Has anyone tried the newLosi Xcelorin BL system? 

It looks like it will fit the 1/24 Mini-Z and the BRP 1/18 cars with ease. Maybe even xmods.

The motor size:
Shaft Length: 4.6mm 
Shaft Diameter: 0.06” (1.5mm) with splines 
Dimension (L x D): 0.47 x 0.87 in (12 x 22mm) 
Weight: 0.30 oz (8.5g) 
Connectors: 2mm gold-plated bullet


----------



## trailranger (Feb 9, 2006)

added a new photo to compare sizes


----------



## DAVON (Aug 18, 2005)

THE BRP IS 1/18th SCALE :thumbsup:


----------



## trailranger (Feb 9, 2006)

will edit......dooh...


----------



## BudBartos (Jan 1, 1970)

It would be too small for the BRP cars.


----------



## trailranger (Feb 9, 2006)

I thought the the SC18 used 16D motors. I think this Brushless system is a replacement for those size motors.

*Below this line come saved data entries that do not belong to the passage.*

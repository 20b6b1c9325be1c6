//! Runtime layer: a table of named invariant checks.
//!
//! A check returning `Ok(false)` is a violation (high). A check returning an
//! error is reported separately as medium, since the invariant could not be
//! evaluated at all. A panicking check is reported the same way.

use std::any::Any;
use std::future::Future;
use std::panic::AssertUnwindSafe;
use std::sync::Arc;

use anyhow::Result;
use async_trait::async_trait;
use futures::future::BoxFuture;
use futures::FutureExt;
use sysinfo::System;
use tracing::{debug, warn};

use super::{LayerKind, ValidationIssue, ValidationLayer};
use crate::actions::ActionRegistry;
use crate::store::Store;
use crate::types::Severity;

type Check = Box<dyn Fn() -> BoxFuture<'static, Result<bool>> + Send + Sync>;

/// A named runtime invariant.
pub struct Invariant {
    name: String,
    description: String,
    check: Check,
}

impl Invariant {
    pub fn new<F, Fut>(name: impl Into<String>, description: impl Into<String>, check: F) -> Self
    where
        F: Fn() -> Fut + Send + Sync + 'static,
        Fut: Future<Output = Result<bool>> + Send + 'static,
    {
        Self {
            name: name.into(),
            description: description.into(),
            check: Box::new(move || check().boxed()),
        }
    }

    #[must_use]
    pub fn name(&self) -> &str {
        &self.name
    }
}

/// Evaluates registered invariants in order.
#[derive(Default)]
pub struct RuntimeLayer {
    invariants: Vec<Invariant>,
}

impl RuntimeLayer {
    #[must_use]
    pub fn new() -> Self {
        Self::default()
    }

    #[must_use]
    pub fn with_invariant(mut self, invariant: Invariant) -> Self {
        self.invariants.push(invariant);
        self
    }

    /// The built-in table: store liveness, a non-empty action registry and
    /// memory usage under `memory_headroom` (a used/total ratio).
    #[must_use]
    pub fn builtin(store: Arc<dyn Store>, registry: Arc<ActionRegistry>, memory_headroom: f64) -> Self {
        Self::new()
            .with_invariant(Invariant::new(
                "store-responds",
                "The persistence store answers a liveness check",
                move || {
                    let store = store.clone();
                    async move { Ok(store.ping().await.is_ok()) }
                },
            ))
            .with_invariant(Invariant::new(
                "actions-registered",
                "At least one remediation action is registered",
                move || {
                    let registry = registry.clone();
                    async move { Ok(!registry.is_empty()) }
                },
            ))
            .with_invariant(Invariant::new(
                "memory-headroom",
                format!("Memory usage stays below {:.0}%", memory_headroom * 100.0),
                move || async move {
                    let mut sys = System::new();
                    sys.refresh_memory();
                    let total = sys.total_memory();
                    if total == 0 {
                        anyhow::bail!("total memory is unavailable on this platform");
                    }
                    Ok(sys.used_memory() as f64 / total as f64 <= memory_headroom)
                },
            ))
    }

    pub fn len(&self) -> usize {
        self.invariants.len()
    }

    pub fn is_empty(&self) -> bool {
        self.invariants.is_empty()
    }
}

#[async_trait]
impl ValidationLayer for RuntimeLayer {
    fn kind(&self) -> LayerKind {
        LayerKind::Runtime
    }

    fn fails_on_high(&self) -> bool {
        true
    }

    async fn validate(&self) -> Result<Vec<ValidationIssue>> {
        let mut issues = Vec::new();
        for invariant in &self.invariants {
            let outcome = AssertUnwindSafe(async { (invariant.check)().await })
                .catch_unwind()
                .await;
            match outcome {
                Ok(Ok(true)) => debug!(invariant = %invariant.name, "Invariant holds"),
                Ok(Ok(false)) => issues.push(ValidationIssue::new(
                    format!("invariant-{}", invariant.name),
                    Severity::High,
                    format!("Invariant violated: {}", invariant.name),
                    invariant.description.clone(),
                )),
                Ok(Err(e)) => issues.push(ValidationIssue::new(
                    format!("invariant-error-{}", invariant.name),
                    Severity::Medium,
                    format!("Invariant check failed: {}", invariant.name),
                    format!("{e:#}"),
                )),
                Err(panic) => {
                    let message = panic_message(panic.as_ref());
                    warn!(invariant = %invariant.name, "Invariant check panicked: {message}");
                    issues.push(ValidationIssue::new(
                        format!("invariant-error-{}", invariant.name),
                        Severity::Medium,
                        format!("Invariant check panicked: {}", invariant.name),
                        message,
                    ));
                }
            }
        }
        Ok(issues)
    }
}

fn panic_message(payload: &(dyn Any + Send)) -> String {
    if let Some(s) = payload.downcast_ref::<&str>() {
        (*s).to_string()
    } else if let Some(s) = payload.downcast_ref::<String>() {
        s.clone()
    } else {
        "unknown panic".to_string()
    }
}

I know many are going to the 280/360 motors from mamba. For the other micro's I think it is a first to what is to come for bringing trigger happy balistic speed to the micros.


----------



## bigmike19 (Dec 18, 2007)

I've seen one in a micro-t and it's stupid fast. As far as size though it's smaller than a 
16D motor. It may work in a miniZ though.


----------



## BudBartos (Jan 1, 1970)

Big thing is the shaft size too small for the biger cars pinions.


----------



## Micro_Racer (Mar 27, 2002)

OHHH BOY - where are all the shaft jokes?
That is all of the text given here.